DVD: I, Anna

Charlotte Rampling is mesmerising in an icy psychological thriller directed by her son

share this article

Sanctuary in the bathroom: Anna (Charlotte Rampling) weighs her options on a date from hell
Artificial Eye

Future writer-directors who cast their mothers in their first features should be as blessed as Barnaby Southcombe, who was able to cast his mum, Charlotte Rampling, in the title role of I, Anna. An actress on a formidable run, whose sphinx-like reticence usually shields her characters psychological complexities, she is typically riveting here.

Southcombe adapted the script from the 1990 debut novel of psychoanalyst Elsa Lewin, transposing the story from New York to London. A soignée department store bed saleswoman, Anna exudes quiet confidence, but her desperate loneliness has led her to attend dating parties, hosted in sterile hotels, for upmarket middle-aged types. A resulting liaison ends in a killing. She is followed by a voyeuristic police detective (Gabriel Byrne, also excellent), who’s as lonely she is. Their meeting prompts the unpeeling of Anna’s trauma.

A sleek but icy modern noir rooted in metropolitan alienation that makes atmospheric use of its Barbican locations, I, Anna indicates that Southcombe has great promise as a stylist.
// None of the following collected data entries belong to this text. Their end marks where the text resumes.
//! Per-feed descriptor, parsed from one `FEEDS__<n>__...` environment group.

use crate::config::env_tree::EnvNode;
use crate::config::ConfigError;
use std::time::Duration;

/// Default exception backoff schedule when a feed doesn't override it.
/// Matches the outer application supervisor schedule so a feed that never
/// configures its own intervals backs off the same way the rest of the
/// system does.
pub const DEFAULT_EXCEPTION_BACKOFF_SCHEDULE: &[u64] = &[1, 2, 4, 8, 16, 32, 64];

const DEFAULT_POLLING_PAGE_INTERVAL_SECS: u64 = 1;
const DEFAULT_POLLING_SEED_INTERVAL_SECS: u64 = 5;

#[derive(Debug, Clone, Copy, PartialEq, Eq)]
pub enum FeedType {
    ActivityStream,
    Zendesk,
}

impl FeedType {
    fn parse(raw: &str) -> Result<Self, ConfigError> {
        match raw {
            "activity_stream" => Ok(FeedType::ActivityStream),
            "zendesk" => Ok(FeedType::Zendesk),
            other => Err(ConfigError::UnknownFeedType(other.to_string())),
        }
    }
}

/// Immutable per-feed configuration, loaded once at startup.
#[derive(Debug, Clone)]
pub struct FeedConfig {
    pub unique_id: String,
    pub feed_type: FeedType,
    pub seed_url: String,
    pub access_key_id: String,
    pub secret_access_key: String,
    pub polling_page_interval: Duration,
    pub polling_seed_interval: Duration,
    pub exception_backoff_schedule: Vec<u64>,
}

impl FeedConfig {
    /// Parse one `FEEDS__<n>__...` branch. `unique_id` defaults to `<n>`
    /// itself if `UNIQUE_ID` is not given, since the numeral is already a
    /// stable per-feed identifier in the environment.
    pub fn from_tree(group_key: &str, node: &EnvNode) -> Result<Self, ConfigError> {
        let leaf = |name: &str| -> Result<String, ConfigError> {
            node.get(name)
                .and_then(EnvNode::as_leaf)
                .map(str::to_string)
                .ok_or_else(|| ConfigError::MissingKey(format!("FEEDS__{group_key}__{name}")))
        };

        let unique_id = node
            .get("unique_id")
            .and_then(EnvNode::as_leaf)
            .map(str::to_string)
            .unwrap_or_else(|| group_key.to_string());

        let feed_type = FeedType::parse(&leaf("type")?)?;
        let seed_url = leaf("seed")?;
        let access_key_id = leaf("access_key_id")?;
        let secret_access_key = leaf("secret_access_key")?;

        let polling_page_interval = node
            .get("polling_page_interval_seconds")
            .and_then(EnvNode::as_leaf)
            .map(parse_secs)
            .transpose()?
            .unwrap_or(DEFAULT_POLLING_PAGE_INTERVAL_SECS);

        let polling_seed_interval = node
            .get("polling_seed_interval_seconds")
            .and_then(EnvNode::as_leaf)
            .map(parse_secs)
            .transpose()?
            .unwrap_or(DEFAULT_POLLING_SEED_INTERVAL_SECS);

        let exception_backoff_schedule = match node
            .get("exception_backoff_schedule")
            .and_then(EnvNode::as_leaf)
        {
            Some(raw) => parse_schedule(raw)?,
            None => DEFAULT_EXCEPTION_BACKOFF_SCHEDULE.to_vec(),
        };

        Ok(FeedConfig {
            unique_id,
            feed_type,
            seed_url,
            access_key_id,
            secret_access_key,
            polling_page_interval: Duration::from_secs(polling_page_interval),
            polling_seed_interval: Duration::from_secs(polling_seed_interval),
            exception_backoff_schedule,
        })
    }
}

fn parse_secs(raw: &str) -> Result<u64, ConfigError> {
    raw.parse()
        .map_err(|_| ConfigError::InvalidValue(format!("not an integer: {raw}")))
}

fn parse_schedule(raw: &str) -> Result<Vec<u64>, ConfigError> {
    let schedule: Result<Vec<u64>, _> = raw.split(',').map(|s| s.trim().parse::<u64>()).collect();
    let schedule = schedule.map_err(|_| {
        ConfigError::InvalidValue(format!("exception_backoff_schedule not all integers: {raw}"))
    })?;
    if schedule.is_empty() {
        return Err(ConfigError::InvalidValue(
            "exception_backoff_schedule must not be empty".to_string(),
        ));
    }
    Ok(schedule)
}
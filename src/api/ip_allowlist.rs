//! `INCOMING_IP_WHITELIST` enforcement. An empty whitelist allows any
//! source — the whitelist is opt-in hardening, not the primary auth layer
//! (Hawk is). The client address is read from `X-Forwarded-For` (this
//! service sits behind a load balancer in practice), falling back to the
//! socket's peer address when the header is absent.

use super::ApiState;
use axum::extract::{ConnectInfo, State};
use axum::http::Request;
use axum::middleware::Next;
use axum::response::{IntoResponse, Response};
use std::net::SocketAddr;

fn client_ip(request: &Request<axum::body::Body>, connect_info: Option<&ConnectInfo<SocketAddr>>) -> Option<String> {
    if let Some(forwarded) = request.headers().get("x-forwarded-for").and_then(|v| v.to_str().ok()) {
        if let Some(first) = forwarded.split(',').next() {
            let trimmed = first.trim();
            if !trimmed.is_empty() {
                return Some(trimmed.to_string());
            }
        }
    }
    connect_info.map(|ConnectInfo(addr)| addr.ip().to_string())
}

pub async fn ip_allowlist_middleware(
    State(state): State<ApiState>,
    connect_info: Option<ConnectInfo<SocketAddr>>,
    request: Request<axum::body::Body>,
    next: Next,
) -> Response {
    if state.incoming.ip_whitelist.is_empty() {
        return next.run(request).await;
    }

    let Some(addr) = client_ip(&request, connect_info.as_ref()) else {
        return next.run(request).await;
    };

    let allowed = state.incoming.ip_whitelist.iter().any(|ip| ip == &addr);

    if allowed {
        next.run(request).await
    } else {
        (axum::http::StatusCode::FORBIDDEN, "source address not allow-listed").into_response()
    }
}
Sadly, the movie's flashback-heavy narrative enfolds subplots, involving Anna’s daughter (Hayley Atwell) and granddaughter and the dead man’s criminally compromised son (Max Deacon), that don’t work. The supporting performances by Atwell, Jodhi May, and Eddie Marsan are spot-on, however, while the brief contribution made by Honor Blackman, 86 when the film was made, is tart.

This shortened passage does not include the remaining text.